On the plus side, Automatic Provisioning seems to work pretty well these days, so clearing and reloading all my profiles wasn't the nightmare I'd thought it would be..
Finally got MGTwitterEngine stuff to
compile (by setting the Header Search Paths to /usr/include/libxml2 iphoneos3.0/usr/lib/libxml2)
AND link (by removing the Twitter LibXML Parsers code and assigning a weak role to libxml2.2.dylib in Targets: Link Binary With Libraries).
But when I do a Build and Go to the iPhone (not the simulator), I get this error:
"This provisioning profile does not have a valid signature (or it has a valid, but untrusted signature)."
I have followed the official Apple Developer process of getting a certificate and provisioning, etc. Obviously, I did something wrong somewhere. Has anyone come across this problem or have any ideas on how to solve it?
Things to check:
In Keychain Access, make sure you have a code sign identity (public and private keys and a certificate titled "iPhone Developer: Your Name"
In your Info.plist, make sure your Bundle Identifier matches your App ID that you created in the dev portal
Make sure you installed the .mobileprovision (from Terminal> open x.mobileprovision)
In the dev portal, make sure your provisioning profile has your certificate, your App ID, and your device all enabled. If it doesn't, fix that and re-download and re-install your provisioning profile.
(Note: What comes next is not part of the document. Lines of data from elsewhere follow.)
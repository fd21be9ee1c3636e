//! End-to-end parsing of uploaded CSV requisitions.

use chrono::NaiveDate;
use maritime_utils::{
    ColumnMap, DateOrder, ErrorResponse, Field, MaritimeError, ParseMode, RequisitionParser,
};

const EXPORT: &str = "\
Vessel,IMO,Port,Delivery Date,Item No,Description,Qty,Unit,Dept,Supplier,Price
MV Northern Star,9321483,Rotterdam,15/07/2024,,,,,,,
,,,,A-100,Lube oil filter,4,PCS,ENGINE,,
,,,,,Fuel oil filter,2,,,,
,,,,Item No,Description,Quantity,Unit,Dept,,
,,,,B-200,Deck paint,20,LTR,DECK,,
,,,,,Quoted total,,,,Acme Marine,1250.00
";

fn parser() -> RequisitionParser {
    RequisitionParser::new().with_reference_date(NaiveDate::from_ymd_opt(2024, 1, 1).unwrap())
}

#[test]
fn test_erp_export_with_header_block_and_pricing_footer() {
    let parsed = parser().parse_file("REQ-2024-031.csv", EXPORT.as_bytes()).unwrap();

    let requisition = &parsed.requisition;
    assert_eq!(requisition.vessel_name, "MV Northern Star");
    assert_eq!(requisition.vessel_imo.as_deref(), Some("9321483"));
    assert_eq!(requisition.port_name, "Rotterdam");
    assert_eq!(requisition.delivery_date_iso(), "2024-07-15");

    let names: Vec<_> = parsed.items.iter().map(|i| i.item_name.as_str()).collect();
    assert_eq!(names, ["Lube oil filter", "Fuel oil filter", "Deck paint"]);

    let second = &parsed.items[1];
    assert_eq!(second.line_number, 2);
    assert_eq!(second.item_number.as_deref(), Some("A-100"));
    assert_eq!(second.unit.as_deref(), Some("PCS"));
    assert_eq!(second.department.as_deref(), Some("ENGINE"));

    let third = &parsed.items[2];
    assert_eq!(third.line_number, 3);
    assert_eq!(third.item_number.as_deref(), Some("B-200"));
    assert_eq!(third.quantity, 20.0);

    // Source rows: repeated header on row 5, pricing on row 7.
    let skipped: Vec<_> = parsed.warnings.iter().filter_map(|w| w.row).collect();
    assert_eq!(skipped, [5, 7]);
}

#[test]
fn test_output_json_shape() {
    let parsed = parser().parse_file("req.csv", EXPORT.as_bytes()).unwrap();
    let value = serde_json::to_value(&parsed).unwrap();

    assert_eq!(value["requisition"]["delivery_date"], "2024-07-15");
    assert_eq!(value["requisition"]["status"], "draft");
    assert_eq!(value["items"][0]["line_number"], 1);
    assert!(value["items"][0].get("specifications").is_none());
}

#[test]
fn test_strict_upload_rejects_unreadable_quantity() {
    let csv = "Vessel,Port,ETA,Description,Qty\nMV Star,Busan,2024-05-01,Anchor chain,ten\n";
    let err = parser()
        .with_mode(ParseMode::Strict)
        .parse_file("req.csv", csv.as_bytes())
        .unwrap_err();

    assert_eq!(err, MaritimeError::invalid_number("ten", Some(2)));

    let response = ErrorResponse::from(err);
    assert_eq!(response.code, "INVALID_NUMBER");
    assert_eq!(response.error, "Failed to parse file: Invalid number (row 2): ten");
}

#[test]
fn test_custom_columns_and_month_first_dates() {
    let columns = ColumnMap::new()
        .with_extra(Field::Description, ["Bezeichnung"])
        .with_extra(Field::Quantity, ["Menge"]);
    let parser = parser()
        .with_columns(columns)
        .with_date_order(DateOrder::MonthFirst);

    let csv = "Vessel,Delivery Date,Bezeichnung,Menge\nMS Hamburg,07/15/2024,Kolbenring,6\n";
    let parsed = parser.parse_file("bestellung.csv", csv.as_bytes()).unwrap();

    assert_eq!(parsed.requisition.delivery_date_iso(), "2024-07-15");
    assert_eq!(parsed.items[0].item_description, "Kolbenring");
    assert_eq!(parsed.items[0].quantity, 6.0);
}

#[test]
fn test_unsupported_and_empty_uploads() {
    assert_eq!(
        parser().parse_file("req.pdf", b"%PDF-1.7").unwrap_err().error_code(),
        "UNSUPPORTED_FORMAT"
    );
    assert_eq!(
        parser().parse_file("req.csv", b"Description,Qty\n").unwrap_err(),
        MaritimeError::EmptyInput
    );
}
Follow the instructions very carefully when creating your Certificate. One time, in Keychain Access, when I went to Request a Certificate, I had something else selected in the list panel and so it created the wrong kind of certificate. Make sure nothing in the list is selected when you do this part.
Restarting Xcode may also work... (Work for me couple of times)
Troy It looks like the issue is you don't have a keypair that is tied to the provisioning profile installed. It's tough to tell for sure but that is my best guess.
If that is the case, I've been working in a similar situation - what you need is to either generate a private key using the iphone development portal under the same account your boss used and then add that new key to the provisioning profile you are building with.
OR
You can get your boss to export the key he generated when he created the provisioning profile - he can export it from keychain and give it a password that will allow you to install it but protect it from anyone else installing it.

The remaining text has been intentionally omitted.